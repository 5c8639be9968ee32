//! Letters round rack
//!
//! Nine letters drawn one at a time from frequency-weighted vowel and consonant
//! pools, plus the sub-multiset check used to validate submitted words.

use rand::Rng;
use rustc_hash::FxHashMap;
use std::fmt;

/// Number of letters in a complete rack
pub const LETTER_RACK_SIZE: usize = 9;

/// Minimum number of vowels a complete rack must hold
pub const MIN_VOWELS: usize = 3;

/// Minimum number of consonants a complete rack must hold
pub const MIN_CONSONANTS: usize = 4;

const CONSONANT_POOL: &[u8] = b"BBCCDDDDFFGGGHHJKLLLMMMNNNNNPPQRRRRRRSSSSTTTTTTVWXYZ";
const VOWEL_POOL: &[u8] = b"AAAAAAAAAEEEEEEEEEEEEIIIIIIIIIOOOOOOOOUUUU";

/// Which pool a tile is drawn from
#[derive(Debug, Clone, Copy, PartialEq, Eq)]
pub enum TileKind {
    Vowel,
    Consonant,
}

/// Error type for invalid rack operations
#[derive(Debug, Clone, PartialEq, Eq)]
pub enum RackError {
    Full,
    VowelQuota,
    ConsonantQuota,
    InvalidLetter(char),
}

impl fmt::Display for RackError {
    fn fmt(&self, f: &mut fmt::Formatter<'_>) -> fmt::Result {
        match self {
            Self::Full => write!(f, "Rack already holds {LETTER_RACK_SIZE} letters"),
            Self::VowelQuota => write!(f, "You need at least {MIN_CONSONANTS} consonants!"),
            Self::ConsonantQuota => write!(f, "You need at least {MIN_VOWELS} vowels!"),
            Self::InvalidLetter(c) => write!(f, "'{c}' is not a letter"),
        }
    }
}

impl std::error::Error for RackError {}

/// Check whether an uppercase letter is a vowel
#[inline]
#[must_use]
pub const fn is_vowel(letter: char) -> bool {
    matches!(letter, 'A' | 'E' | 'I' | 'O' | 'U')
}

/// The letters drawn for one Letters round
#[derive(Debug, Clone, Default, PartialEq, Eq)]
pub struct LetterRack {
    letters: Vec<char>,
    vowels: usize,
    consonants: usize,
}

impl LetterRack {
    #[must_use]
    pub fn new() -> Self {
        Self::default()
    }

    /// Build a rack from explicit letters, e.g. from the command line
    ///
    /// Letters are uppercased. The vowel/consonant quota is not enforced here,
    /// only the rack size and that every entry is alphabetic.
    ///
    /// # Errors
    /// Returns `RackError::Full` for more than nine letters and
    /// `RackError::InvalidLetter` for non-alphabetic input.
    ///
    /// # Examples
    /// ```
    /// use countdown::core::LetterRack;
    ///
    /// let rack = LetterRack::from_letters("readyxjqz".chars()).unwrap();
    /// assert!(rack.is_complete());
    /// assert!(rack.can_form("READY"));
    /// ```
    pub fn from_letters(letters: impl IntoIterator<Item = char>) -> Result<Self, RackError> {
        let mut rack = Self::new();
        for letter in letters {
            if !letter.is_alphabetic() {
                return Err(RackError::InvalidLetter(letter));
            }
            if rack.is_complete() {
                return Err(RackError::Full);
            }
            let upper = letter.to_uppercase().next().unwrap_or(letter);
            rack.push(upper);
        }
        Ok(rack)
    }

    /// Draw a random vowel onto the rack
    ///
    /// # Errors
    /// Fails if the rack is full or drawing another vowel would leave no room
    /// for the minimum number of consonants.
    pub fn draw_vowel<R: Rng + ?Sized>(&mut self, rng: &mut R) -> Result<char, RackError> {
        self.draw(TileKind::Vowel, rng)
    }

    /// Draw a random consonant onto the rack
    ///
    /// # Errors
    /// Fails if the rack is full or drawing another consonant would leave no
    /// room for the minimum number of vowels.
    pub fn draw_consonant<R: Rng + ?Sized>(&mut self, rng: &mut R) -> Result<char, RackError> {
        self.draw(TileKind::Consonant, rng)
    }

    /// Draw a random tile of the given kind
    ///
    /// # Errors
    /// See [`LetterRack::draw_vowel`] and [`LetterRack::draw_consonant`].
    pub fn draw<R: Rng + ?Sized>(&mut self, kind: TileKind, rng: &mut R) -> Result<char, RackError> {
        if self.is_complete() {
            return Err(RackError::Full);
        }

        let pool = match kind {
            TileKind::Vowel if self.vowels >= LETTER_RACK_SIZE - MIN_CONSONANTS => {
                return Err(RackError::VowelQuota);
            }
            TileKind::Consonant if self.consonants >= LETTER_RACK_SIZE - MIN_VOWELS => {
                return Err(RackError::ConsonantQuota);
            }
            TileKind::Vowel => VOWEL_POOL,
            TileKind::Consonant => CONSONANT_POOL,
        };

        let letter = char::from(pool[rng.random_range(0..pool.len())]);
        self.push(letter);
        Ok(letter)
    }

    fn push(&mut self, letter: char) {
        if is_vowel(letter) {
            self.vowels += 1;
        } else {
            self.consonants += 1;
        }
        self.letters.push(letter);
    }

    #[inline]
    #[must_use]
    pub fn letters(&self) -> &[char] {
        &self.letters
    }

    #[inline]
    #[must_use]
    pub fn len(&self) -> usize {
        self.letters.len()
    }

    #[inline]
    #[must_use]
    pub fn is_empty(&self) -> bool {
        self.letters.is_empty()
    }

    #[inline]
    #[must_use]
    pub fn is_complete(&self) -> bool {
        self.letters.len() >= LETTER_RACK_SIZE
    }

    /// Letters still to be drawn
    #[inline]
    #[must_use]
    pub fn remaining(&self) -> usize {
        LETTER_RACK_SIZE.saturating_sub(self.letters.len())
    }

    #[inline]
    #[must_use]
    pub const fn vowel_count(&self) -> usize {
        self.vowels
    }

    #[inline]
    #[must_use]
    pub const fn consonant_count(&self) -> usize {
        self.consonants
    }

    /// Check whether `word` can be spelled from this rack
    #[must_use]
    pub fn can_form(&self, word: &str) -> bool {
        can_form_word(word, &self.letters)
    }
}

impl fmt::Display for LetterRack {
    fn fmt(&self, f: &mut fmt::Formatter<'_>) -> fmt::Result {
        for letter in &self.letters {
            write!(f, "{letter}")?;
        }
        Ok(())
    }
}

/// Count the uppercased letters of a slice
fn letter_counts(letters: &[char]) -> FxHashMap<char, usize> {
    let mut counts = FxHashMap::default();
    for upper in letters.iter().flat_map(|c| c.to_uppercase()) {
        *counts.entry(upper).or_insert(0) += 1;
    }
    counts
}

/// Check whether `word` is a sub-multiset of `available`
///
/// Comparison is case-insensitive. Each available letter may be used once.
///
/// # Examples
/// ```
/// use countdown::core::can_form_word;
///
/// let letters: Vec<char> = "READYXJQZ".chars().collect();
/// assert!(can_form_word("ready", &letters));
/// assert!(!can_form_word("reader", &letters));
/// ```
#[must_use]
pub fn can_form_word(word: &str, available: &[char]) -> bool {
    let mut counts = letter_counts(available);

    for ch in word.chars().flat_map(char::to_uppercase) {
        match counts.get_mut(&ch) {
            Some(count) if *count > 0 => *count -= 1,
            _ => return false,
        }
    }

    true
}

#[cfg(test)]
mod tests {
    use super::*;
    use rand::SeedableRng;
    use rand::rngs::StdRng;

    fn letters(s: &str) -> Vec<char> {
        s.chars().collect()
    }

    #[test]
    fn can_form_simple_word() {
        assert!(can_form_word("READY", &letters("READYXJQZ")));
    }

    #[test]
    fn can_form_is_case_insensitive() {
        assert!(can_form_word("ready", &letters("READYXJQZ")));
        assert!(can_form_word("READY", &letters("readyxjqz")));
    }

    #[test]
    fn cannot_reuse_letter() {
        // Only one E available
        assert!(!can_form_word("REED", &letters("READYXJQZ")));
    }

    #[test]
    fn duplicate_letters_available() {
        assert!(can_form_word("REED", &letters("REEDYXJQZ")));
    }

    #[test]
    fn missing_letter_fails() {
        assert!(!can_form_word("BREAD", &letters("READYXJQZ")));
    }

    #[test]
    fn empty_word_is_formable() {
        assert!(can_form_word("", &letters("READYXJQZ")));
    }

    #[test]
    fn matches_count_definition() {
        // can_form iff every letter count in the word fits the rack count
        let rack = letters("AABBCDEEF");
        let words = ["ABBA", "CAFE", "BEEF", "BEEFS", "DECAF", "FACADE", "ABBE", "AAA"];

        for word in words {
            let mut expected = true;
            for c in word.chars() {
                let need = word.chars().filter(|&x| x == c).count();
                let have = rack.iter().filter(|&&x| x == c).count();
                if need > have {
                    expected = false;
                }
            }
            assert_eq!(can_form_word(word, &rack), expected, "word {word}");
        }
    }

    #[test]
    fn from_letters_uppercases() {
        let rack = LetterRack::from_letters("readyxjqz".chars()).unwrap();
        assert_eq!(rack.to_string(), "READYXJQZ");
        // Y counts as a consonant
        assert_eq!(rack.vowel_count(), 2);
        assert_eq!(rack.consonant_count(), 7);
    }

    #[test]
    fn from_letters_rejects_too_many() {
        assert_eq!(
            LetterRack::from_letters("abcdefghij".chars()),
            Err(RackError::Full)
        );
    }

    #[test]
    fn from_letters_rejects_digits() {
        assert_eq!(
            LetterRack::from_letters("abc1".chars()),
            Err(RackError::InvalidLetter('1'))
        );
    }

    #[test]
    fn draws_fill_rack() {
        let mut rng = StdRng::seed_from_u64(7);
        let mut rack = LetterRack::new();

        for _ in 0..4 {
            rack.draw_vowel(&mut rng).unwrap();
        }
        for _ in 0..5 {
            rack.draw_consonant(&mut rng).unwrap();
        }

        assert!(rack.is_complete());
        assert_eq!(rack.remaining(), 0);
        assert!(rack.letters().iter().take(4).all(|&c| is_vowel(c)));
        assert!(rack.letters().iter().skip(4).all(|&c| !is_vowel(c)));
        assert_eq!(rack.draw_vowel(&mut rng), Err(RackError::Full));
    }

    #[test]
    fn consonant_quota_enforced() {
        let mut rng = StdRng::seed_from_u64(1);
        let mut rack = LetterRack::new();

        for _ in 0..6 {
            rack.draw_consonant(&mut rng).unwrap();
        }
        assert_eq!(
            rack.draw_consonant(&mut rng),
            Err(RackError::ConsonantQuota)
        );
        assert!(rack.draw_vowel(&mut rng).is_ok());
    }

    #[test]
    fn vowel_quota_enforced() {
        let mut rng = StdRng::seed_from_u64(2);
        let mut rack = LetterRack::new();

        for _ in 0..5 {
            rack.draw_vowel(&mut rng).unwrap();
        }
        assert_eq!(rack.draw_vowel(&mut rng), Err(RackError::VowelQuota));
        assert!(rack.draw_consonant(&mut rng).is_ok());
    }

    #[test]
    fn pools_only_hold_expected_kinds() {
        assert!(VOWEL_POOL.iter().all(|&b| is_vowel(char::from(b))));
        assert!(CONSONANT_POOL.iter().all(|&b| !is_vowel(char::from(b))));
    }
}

■ **WORK INSTRUCTIONS**
Copy nothing beyond the line containing "invalid rack operations". Transcribe exactly from the first line of the entries down to that line, inclusive.

■ **EXERCISE ANSWER**
repository 5c8639be9968ee32
//! Letters round rack
//!
//! Nine letters drawn one at a time from frequency-weighted vowel and consonant
//! pools, plus the sub-multiset check used to validate submitted words.

use rand::Rng;
use rustc_hash::FxHashMap;
use std::fmt;

/// Number of letters in a complete rack
pub const LETTER_RACK_SIZE: usize = 9;

/// Minimum number of vowels a complete rack must hold
pub const MIN_VOWELS: usize = 3;

/// Minimum number of consonants a complete rack must hold
pub const MIN_CONSONANTS: usize = 4;

const CONSONANT_POOL: &[u8] = b"BBCCDDDDFFGGGHHJKLLLMMMNNNNNPPQRRRRRRSSSSTTTTTTVWXYZ";
const VOWEL_POOL: &[u8] = b"AAAAAAAAAEEEEEEEEEEEEIIIIIIIIIOOOOOOOOUUUU";

/// Which pool a tile is drawn from
#[derive(Debug, Clone, Copy, PartialEq, Eq)]
pub enum TileKind {
    Vowel,
    Consonant,
}

/// Error type for invalid rack operations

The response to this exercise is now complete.